- Problem requirements -
Copy out each line of the data holding "wrapped".

*** The data ***

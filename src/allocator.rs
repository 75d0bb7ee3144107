use crate::participant::Participant;
use serde::{Deserialize, Serialize};
use std::fmt;

/// Pages in one full hatim. All page arithmetic wraps modulo this value.
pub const TOTAL_PAGES: u32 = 604;

/// Page whose reading carries the supplementary closing requirement.
pub const BOUNDARY_PAGE: u32 = 600;

/// A single day's reading for one participant.
///
/// `start` and `end` are wrapped independently into `[1, TOTAL_PAGES]`, so a
/// reading that crosses the end of the cycle renders backward (`602-1`).
#[derive(Debug, Clone, Copy, PartialEq, Eq, Serialize, Deserialize)]
pub struct PageRange {
    pub start: u32,
    pub end: u32,
    pub pages: u32,
}

impl PageRange {
    /// Zero-page participants produce `start..start-1`.
    pub fn is_empty(&self) -> bool {
        self.pages == 0
    }

    pub fn crosses_cycle(&self) -> bool {
        !self.is_empty() && self.end < self.start
    }

    pub fn contains(&self, page: u32) -> bool {
        if self.is_empty() {
            return false;
        }
        if self.pages >= TOTAL_PAGES {
            return true;
        }
        if self.crosses_cycle() {
            page >= self.start || page <= self.end
        } else {
            (self.start..=self.end).contains(&page)
        }
    }
}

impl fmt::Display for PageRange {
    fn fmt(&self, f: &mut fmt::Formatter<'_>) -> fmt::Result {
        write!(f, "{}-{}", self.start, self.end)
    }
}

/// Reduces a 1-based raw page number into `[1, TOTAL_PAGES]`.
pub fn wrap_page(raw: u64) -> u32 {
    let total = u64::from(TOTAL_PAGES);
    // raw == 0 only occurs for the end of a zero-page range starting on page 1
    let wrapped = (raw + total - 1) % total + 1;
    wrapped as u32
}

/// 1-based page at which participant `index` begins reading on day zero.
pub fn start_page_of(participants: &[Participant], index: usize) -> u32 {
    let preceding: u64 = participants
        .iter()
        .take(index)
        .map(|p| u64::from(p.pages))
        .sum();
    wrap_page(1 + preceding)
}

/// Pages read by participant `person_index` on the zero-based `day_index`.
pub fn day_range(
    participants: &[Participant],
    person_index: usize,
    day_index: usize,
) -> Option<PageRange> {
    let pages = participants.get(person_index)?.pages;
    let raw_start =
        u64::from(start_page_of(participants, person_index)) + day_index as u64 * u64::from(pages);
    let raw_end = raw_start + u64::from(pages) - 1;
    Some(PageRange {
        start: wrap_page(raw_start),
        end: wrap_page(raw_end),
        pages,
    })
}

*** End of The data ***

- Exercise output -
/// `start` and `end` are wrapped independently into `[1, TOTAL_PAGES]`, so a
    let wrapped = (raw + total - 1) % total + 1;
    wrapped as u32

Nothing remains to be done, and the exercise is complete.